THE DATA: Begin

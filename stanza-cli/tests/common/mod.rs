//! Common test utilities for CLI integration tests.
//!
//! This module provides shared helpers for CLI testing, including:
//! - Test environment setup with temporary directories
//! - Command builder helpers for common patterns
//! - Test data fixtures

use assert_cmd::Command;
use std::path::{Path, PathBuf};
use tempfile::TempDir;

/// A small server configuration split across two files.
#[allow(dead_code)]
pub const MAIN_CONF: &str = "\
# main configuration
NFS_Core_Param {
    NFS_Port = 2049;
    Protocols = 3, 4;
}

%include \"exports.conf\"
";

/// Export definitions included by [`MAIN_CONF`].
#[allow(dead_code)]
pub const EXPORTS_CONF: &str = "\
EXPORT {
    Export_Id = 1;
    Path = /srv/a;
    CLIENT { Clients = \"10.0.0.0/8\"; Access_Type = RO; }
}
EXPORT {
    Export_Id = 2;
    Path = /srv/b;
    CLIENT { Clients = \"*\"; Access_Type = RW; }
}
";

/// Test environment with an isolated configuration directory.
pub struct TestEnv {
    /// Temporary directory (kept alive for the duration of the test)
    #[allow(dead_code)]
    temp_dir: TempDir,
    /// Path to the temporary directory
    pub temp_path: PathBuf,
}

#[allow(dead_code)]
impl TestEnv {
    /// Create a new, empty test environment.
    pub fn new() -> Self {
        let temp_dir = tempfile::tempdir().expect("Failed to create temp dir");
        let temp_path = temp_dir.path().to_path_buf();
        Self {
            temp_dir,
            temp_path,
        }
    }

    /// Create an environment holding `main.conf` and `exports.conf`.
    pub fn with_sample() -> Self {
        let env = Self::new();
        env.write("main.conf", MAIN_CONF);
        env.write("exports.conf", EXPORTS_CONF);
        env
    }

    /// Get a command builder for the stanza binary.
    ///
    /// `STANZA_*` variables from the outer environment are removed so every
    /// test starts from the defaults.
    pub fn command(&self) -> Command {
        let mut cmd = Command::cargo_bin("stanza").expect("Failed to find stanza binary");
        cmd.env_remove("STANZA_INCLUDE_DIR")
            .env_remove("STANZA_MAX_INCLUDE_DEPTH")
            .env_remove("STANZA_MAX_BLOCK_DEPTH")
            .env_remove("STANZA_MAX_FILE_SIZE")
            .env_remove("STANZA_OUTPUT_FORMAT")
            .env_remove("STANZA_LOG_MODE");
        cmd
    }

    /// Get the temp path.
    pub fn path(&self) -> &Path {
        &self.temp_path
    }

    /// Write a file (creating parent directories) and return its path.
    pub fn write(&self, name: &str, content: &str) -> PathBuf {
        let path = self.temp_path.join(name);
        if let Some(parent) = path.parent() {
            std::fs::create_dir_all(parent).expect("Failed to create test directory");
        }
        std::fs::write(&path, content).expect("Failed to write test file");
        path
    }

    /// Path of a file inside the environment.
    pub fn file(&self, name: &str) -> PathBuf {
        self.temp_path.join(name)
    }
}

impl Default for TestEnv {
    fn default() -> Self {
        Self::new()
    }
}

THE DATA: End
THE DATA: Begin

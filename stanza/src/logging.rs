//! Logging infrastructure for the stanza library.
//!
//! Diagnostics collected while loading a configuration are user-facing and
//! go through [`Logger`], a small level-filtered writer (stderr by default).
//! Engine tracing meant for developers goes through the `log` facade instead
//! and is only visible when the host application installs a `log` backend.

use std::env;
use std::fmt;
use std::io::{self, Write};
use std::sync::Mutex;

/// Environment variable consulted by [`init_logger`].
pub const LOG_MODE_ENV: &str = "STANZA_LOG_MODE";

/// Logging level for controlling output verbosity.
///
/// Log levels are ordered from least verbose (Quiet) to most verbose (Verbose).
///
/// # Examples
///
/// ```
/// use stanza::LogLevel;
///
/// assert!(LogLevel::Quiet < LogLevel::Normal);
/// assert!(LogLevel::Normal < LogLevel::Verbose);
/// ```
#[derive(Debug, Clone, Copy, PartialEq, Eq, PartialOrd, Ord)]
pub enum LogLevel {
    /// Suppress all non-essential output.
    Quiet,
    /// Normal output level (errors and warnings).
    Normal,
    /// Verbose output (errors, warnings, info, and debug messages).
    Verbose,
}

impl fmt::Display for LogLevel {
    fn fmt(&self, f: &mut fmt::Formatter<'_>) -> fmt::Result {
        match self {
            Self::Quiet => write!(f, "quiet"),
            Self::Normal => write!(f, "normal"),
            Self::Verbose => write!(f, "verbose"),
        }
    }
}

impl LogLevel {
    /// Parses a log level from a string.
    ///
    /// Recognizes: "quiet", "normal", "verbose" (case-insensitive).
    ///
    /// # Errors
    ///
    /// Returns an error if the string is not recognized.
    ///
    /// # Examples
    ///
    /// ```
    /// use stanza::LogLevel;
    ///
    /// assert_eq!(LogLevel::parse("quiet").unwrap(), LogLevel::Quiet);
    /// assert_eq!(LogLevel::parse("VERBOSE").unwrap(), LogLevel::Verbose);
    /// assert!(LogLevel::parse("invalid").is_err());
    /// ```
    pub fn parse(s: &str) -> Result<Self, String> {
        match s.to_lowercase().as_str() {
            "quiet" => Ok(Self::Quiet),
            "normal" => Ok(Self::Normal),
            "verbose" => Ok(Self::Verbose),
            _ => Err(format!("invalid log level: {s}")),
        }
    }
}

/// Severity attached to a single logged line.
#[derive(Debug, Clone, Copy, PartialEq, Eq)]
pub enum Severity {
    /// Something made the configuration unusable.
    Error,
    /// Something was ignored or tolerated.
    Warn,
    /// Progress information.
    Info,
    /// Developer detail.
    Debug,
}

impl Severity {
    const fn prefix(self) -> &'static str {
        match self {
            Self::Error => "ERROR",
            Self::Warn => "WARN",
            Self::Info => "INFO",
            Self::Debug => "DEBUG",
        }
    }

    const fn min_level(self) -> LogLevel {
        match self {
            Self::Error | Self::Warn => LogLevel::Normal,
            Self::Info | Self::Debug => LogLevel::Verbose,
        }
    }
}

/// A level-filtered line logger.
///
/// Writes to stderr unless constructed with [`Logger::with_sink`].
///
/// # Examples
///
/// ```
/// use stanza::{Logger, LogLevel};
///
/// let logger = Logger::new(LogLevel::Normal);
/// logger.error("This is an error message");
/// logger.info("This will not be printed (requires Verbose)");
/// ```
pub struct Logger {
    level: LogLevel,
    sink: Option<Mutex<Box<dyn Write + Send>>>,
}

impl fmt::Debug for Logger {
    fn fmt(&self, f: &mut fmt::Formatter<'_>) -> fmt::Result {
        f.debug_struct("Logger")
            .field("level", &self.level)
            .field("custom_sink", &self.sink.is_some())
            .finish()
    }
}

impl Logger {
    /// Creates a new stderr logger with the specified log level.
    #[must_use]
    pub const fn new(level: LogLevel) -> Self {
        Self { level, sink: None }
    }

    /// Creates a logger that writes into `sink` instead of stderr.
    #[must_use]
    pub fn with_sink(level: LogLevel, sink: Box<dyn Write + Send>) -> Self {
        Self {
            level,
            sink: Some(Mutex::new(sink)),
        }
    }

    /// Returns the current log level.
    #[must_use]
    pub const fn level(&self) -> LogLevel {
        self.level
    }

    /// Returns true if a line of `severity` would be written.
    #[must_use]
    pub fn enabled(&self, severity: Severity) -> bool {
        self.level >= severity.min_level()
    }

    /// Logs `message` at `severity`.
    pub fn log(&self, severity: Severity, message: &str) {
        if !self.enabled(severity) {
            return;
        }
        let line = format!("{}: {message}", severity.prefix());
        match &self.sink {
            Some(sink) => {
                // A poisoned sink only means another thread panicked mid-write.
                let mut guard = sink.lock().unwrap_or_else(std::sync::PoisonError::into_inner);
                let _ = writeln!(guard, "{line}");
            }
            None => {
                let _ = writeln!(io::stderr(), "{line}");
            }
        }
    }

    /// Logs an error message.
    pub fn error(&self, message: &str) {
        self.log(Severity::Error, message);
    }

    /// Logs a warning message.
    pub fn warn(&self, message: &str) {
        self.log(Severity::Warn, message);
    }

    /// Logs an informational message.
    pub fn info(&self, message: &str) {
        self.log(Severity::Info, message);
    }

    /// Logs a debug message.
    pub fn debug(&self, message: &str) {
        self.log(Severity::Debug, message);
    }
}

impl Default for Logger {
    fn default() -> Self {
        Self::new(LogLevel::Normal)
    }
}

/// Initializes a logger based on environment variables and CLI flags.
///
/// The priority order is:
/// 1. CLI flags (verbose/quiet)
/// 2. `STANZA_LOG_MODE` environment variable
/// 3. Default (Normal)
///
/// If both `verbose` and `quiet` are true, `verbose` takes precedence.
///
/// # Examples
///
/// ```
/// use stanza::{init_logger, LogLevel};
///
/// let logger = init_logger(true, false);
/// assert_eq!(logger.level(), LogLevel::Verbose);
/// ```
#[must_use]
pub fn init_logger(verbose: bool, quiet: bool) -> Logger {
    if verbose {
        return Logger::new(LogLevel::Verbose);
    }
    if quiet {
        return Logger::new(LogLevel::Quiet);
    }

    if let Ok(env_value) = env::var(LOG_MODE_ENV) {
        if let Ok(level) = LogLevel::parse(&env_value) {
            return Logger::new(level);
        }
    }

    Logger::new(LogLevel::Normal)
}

THE DATA: End

*WORK TASK*.
Find the word "derive" in the entries, then copy out every line that has it.

*REPLY*.
#[derive(Debug, Clone, Copy, PartialEq, Eq, PartialOrd, Ord)]
#[derive(Debug, Clone, Copy, PartialEq, Eq)]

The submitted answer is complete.